Kisah Seorang Pria yang Bercocok Tanam di
Surga
Pernahkah Anda mendengar ayat Al-Qur’an atau
hadits yang bercerita tentang kenikmatan-kenikmatan surga? Bagaimana gambaran
istana-istana megah serta tenda-tenda indah di dalamnya? Bagaimana pula
hamparan taman-taman asri dan sunga-sungai jernih yang mengalir di bawahnya?
Pun demikian para bidadari yang telah rindu menanti pujaan hati dan akan jadi
pendamping setia para penghuni.
Lalu bagaimana bisa dikatakan,
kenikmatan-kenikmatan surga belum pernah terdengar telinga dan belum pernah
terbayang hati siapa pun?

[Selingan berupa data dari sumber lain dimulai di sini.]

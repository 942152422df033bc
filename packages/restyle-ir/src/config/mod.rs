//! Lowering configuration
//!
//! Two levels:
//! - Preset: `LoweringConfig::preset(Preset::Strict)`
//! - YAML: `LoweringConfig::from_yaml("restyle.yaml")?` (schema v1, preset plus overrides)
//!
//! # Examples
//!
//! ```rust,ignore
//! use restyle_ir::config::{LoweringConfig, Preset};
//!
//! let config = LoweringConfig::preset(Preset::Permissive)
//!     .max_conditional_depth(4)
//!     .build()?;
//! ```

pub mod error;
pub mod io;
pub mod lowering_config;
pub mod preset;
pub mod validation;

// Re-exports
pub use error::{ConfigError, ConfigResult};
pub use io::{ConfigExportV1, ConfigOverrides};
pub use lowering_config::LoweringConfig;
pub use preset::Preset;
pub use validation::Validatable;
//! Lowering Domain - bail signal, per-file output and the lowering context

mod context;

pub use context::{write_value, AttributeBucket, LoweringContext, PendingStyleFunction, SiblingBucket, VariantBucket};

use indexmap::IndexMap;
use serde::Serialize;
use thiserror::Error;

use crate::shared::models::{
    Diagnostic, Location, ReasonCode, Severity, StyleObject, StyleValue, StyledDeclaration,
};

// ═══════════════════════════════════════════════════════════════════════════
// Bail
// ═══════════════════════════════════════════════════════════════════════════

/// Conversion of the whole file must stop; the source stays untouched
#[derive(Debug, Clone, PartialEq, Eq, Error)]
#[error("{reason} at {location}: {context}")]
pub struct Bail {
    pub reason: ReasonCode,
    pub context: String,
    pub location: Location,
}

impl Bail {
    pub fn new(reason: ReasonCode, location: Location, context: impl Into<String>) -> Self {
        Self {
            reason,
            context: context.into(),
            location,
        }
    }

    pub fn into_diagnostic(self) -> Diagnostic {
        let mut diagnostic = Diagnostic::new(self.reason, self.location, self.context);
        // a warning-class code that aborted conversion is still a bail
        diagnostic.severity = Severity::Bail;
        diagnostic
    }
}

/// `Continue | Abort(reason)`, short-circuited with `?`
pub type LowerResult<T> = Result<T, Bail>;

// ═══════════════════════════════════════════════════════════════════════════
// Cross-component overrides
// ═══════════════════════════════════════════════════════════════════════════

/// Phase-1 record: a rule on `parent` styles `child` rendered inside it
#[derive(Debug, Clone, PartialEq)]
pub struct OverrideRequest {
    pub parent: String,
    pub child: String,
    /// Pseudo-state of the parent the values apply under; `None` = always
    pub ancestor_pseudo: Option<String>,
    /// Rule the request came from, for diagnostics
    pub selector: String,
    pub values: StyleObject,
    /// Declaration whose rule produced the request
    pub origin: String,
}

/// Phase-2 result: `child` inside `parent` also applies `override_style_key`
#[derive(Debug, Clone, PartialEq, Serialize)]
#[serde(rename_all = "camelCase")]
pub struct DescendantOverride {
    pub parent_style_key: String,
    pub child_style_key: String,
    pub override_style_key: String,
    /// Values per ancestor pseudo; the `None` key is the base bucket
    #[serde(skip)]
    pub buckets: IndexMap<Option<String>, StyleObject>,
}

// ═══════════════════════════════════════════════════════════════════════════
// Output
// ═══════════════════════════════════════════════════════════════════════════

/// Dynamic style: `(width) => ({ width })`
#[derive(Debug, Clone, PartialEq, Serialize)]
pub struct DynamicStyle {
    pub params: Vec<String>,
    pub body: StyleObject,
}

/// Everything code generation needs for one converted file
#[derive(Debug, Clone, Default, PartialEq, Serialize)]
#[serde(rename_all = "camelCase")]
pub struct LoweredFile {
    pub path: String,
    /// Style key → style object, in `stylex.create` order
    pub styles: IndexMap<String, StyleObject>,
    /// Style key → dynamic style function
    pub style_functions: IndexMap<String, DynamicStyle>,
    /// Input declarations with their annotations filled in
    pub declarations: Vec<StyledDeclaration>,
    pub descendant_overrides: Vec<DescendantOverride>,
    /// Warnings; a converted file never carries a bail diagnostic
    pub diagnostics: Vec<Diagnostic>,
}

impl LoweredFile {
    pub fn style(&self, key: &str) -> Option<&StyleObject> {
        self.styles.get(key)
    }

    pub fn declaration(&self, local_name: &str) -> Option<&StyledDeclaration> {
        self.declarations.iter().find(|d| d.local_name == local_name)
    }

    /// Style object of a declaration's own key
    pub fn declaration_style(&self, local_name: &str) -> Option<&StyleObject> {
        let key = self.declaration(local_name)?.annotations.style_key.as_deref()?;
        self.styles.get(key)
    }

    /// Value of `property` in the style object `key`
    pub fn value(&self, key: &str, property: &str) -> Option<&StyleValue> {
        self.styles.get(key)?.get(property)
    }
}

/// Why a file was left unconverted
#[derive(Debug, Clone, PartialEq, Serialize)]
#[serde(rename_all = "camelCase")]
pub struct BailReport {
    pub path: String,
    pub diagnostic: Diagnostic,
    /// Warnings gathered before the bail
    pub warnings: Vec<Diagnostic>,
}

#[derive(Debug, Clone, PartialEq, Serialize)]
#[serde(tag = "status", rename_all = "camelCase")]
pub enum ConversionResult {
    Converted(LoweredFile),
    Bailed(BailReport),
}

impl ConversionResult {
    pub fn is_converted(&self) -> bool {
        matches!(self, ConversionResult::Converted(_))
    }

    pub fn is_bailed(&self) -> bool {
        matches!(self, ConversionResult::Bailed(_))
    }

    pub fn lowered(&self) -> Option<&LoweredFile> {
        match self {
            ConversionResult::Converted(file) => Some(file),
            ConversionResult::Bailed(_) => None,
        }
    }

    pub fn bail(&self) -> Option<&BailReport> {
        match self {
            ConversionResult::Converted(_) => None,
            ConversionResult::Bailed(report) => Some(report),
        }
    }

    /// Diagnostics the reporting layer shows, bail first
    pub fn diagnostics(&self) -> Vec<&Diagnostic> {
        match self {
            ConversionResult::Converted(file) => file.diagnostics.iter().collect(),
            ConversionResult::Bailed(report) => std::iter::once(&report.diagnostic)
                .chain(report.warnings.iter())
                .collect(),
        }
    }
}
//! Source location types
//!
//! Spans point back into the original component file so diagnostics can be
//! reported against the source the front end extracted declarations from.

use serde::{Deserialize, Serialize};
use std::fmt;

/// Span in source code (1-indexed lines, 0-indexed columns)
#[derive(Debug, Clone, Copy, PartialEq, Eq, Hash, Serialize, Deserialize)]
pub struct Span {
    pub start_line: u32,
    pub start_col: u32,
    pub end_line: u32,
    pub end_col: u32,
}

impl Span {
    pub fn new(start_line: u32, start_col: u32, end_line: u32, end_col: u32) -> Self {
        Self {
            start_line,
            start_col,
            end_line,
            end_col,
        }
    }

    /// Create a zero span (0:0-0:0), used when the front end gave no location
    pub fn zero() -> Self {
        Self::new(0, 0, 0, 0)
    }

    pub fn is_zero(&self) -> bool {
        *self == Self::zero()
    }
}

impl Default for Span {
    fn default() -> Self {
        Self::zero()
    }
}

impl fmt::Display for Span {
    fn fmt(&self, f: &mut fmt::Formatter<'_>) -> fmt::Result {
        write!(f, "{}:{}", self.start_line, self.start_col)
    }
}
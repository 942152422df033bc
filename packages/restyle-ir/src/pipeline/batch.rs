//! Batch driver
//!
//! Files share nothing mutable: each conversion builds its own expression
//! parser and maps, and only the engine (config + `Sync` resolver) is shared.

#[cfg(feature = "parallel")]
use rayon::prelude::*;
use tracing::info;

use crate::features::lowering::LoweringUseCase;
use crate::shared::models::SourceFile;

use super::file_processor::process_file;
use super::result::BatchReport;

/// Convert `files`; results keep the input order
pub fn convert_files(engine: &dyn LoweringUseCase, files: &[SourceFile]) -> BatchReport {
    #[cfg(feature = "parallel")]
    let results = files
        .par_iter()
        .map(|file| process_file(engine, file))
        .collect();

    #[cfg(not(feature = "parallel"))]
    let results = files.iter().map(|file| process_file(engine, file)).collect();

    let report = BatchReport { results };
    info!(
        files = report.len(),
        converted = report.converted(),
        bailed = report.bailed(),
        "batch finished"
    );
    report
}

Nyatanya, banyak sekali ayat dan hadits yang memberi
gambaran tentang itu.
Ingatlah, sebagian nikmat surga ada yang
telah digambarkan oleh Allah dan Rasul-Nya agar orang-orang bertakwa kian
merindukannya, sebagian lagi masih dirahasiakan sampai seorang hamba melihat
sendiri setelah memasukinya.
Di antara nikmat surga yang telah digambarkan
Allah dan Rasul-Nya adalah para penghuni surga akan selalu dimudakan, tidak
akan pernah tua atau renta; mereka akan selalu disehatkan, tidak pernah sakit
lagi; mereka akan selalu dihidupkan, tidak akan mati lagi selamanya; mereka
akan selalu diliputi kesenangan, tidak akan pernah sengsara atau mendapat
kesulitan.
Tak hanya itu, setelah masuk surga, mereka
tak perlu lagi buang air besar maupun buang air kecil, tak perlu membuang ludah
atau membuang ingus. Sebab, di surga tidak lagi ada najis dan kotoran. Namun,
bukan berarti mereka tidak makan dan tidak minum. Karena banyak hadits yang
menyatakan itu. Hanya saja sisa-sisa makanan yang ada dalam tubuh mereka akan
diubah menjadi sendawa dan cucuran keringat yang mengalir dari tubuh mereka
yang wanginya seperti minyak misik.
Kemudian, semua penghuni surga akan menikah,
sebagaimana dalam hadits Muslim, “Di surga itu tidak ada yang membujang.” Tidak
ada penyakit atau kekurangan yang menghalangi mereka menikah atau bercampur
suami-istri layaknya di dunia. Sungguh Allah telah membebaskan mereka dari
semua penyakit dan halangan itu.
Dalam riwayat Al-Bukhari dikatakan, setiap
penghuni surga akan mendapatkan dua pasangan yang sangat cantik. Saking
cantiknya, sampai-sampai sumsum betis keduanya tampak jelas di balik dagingnya.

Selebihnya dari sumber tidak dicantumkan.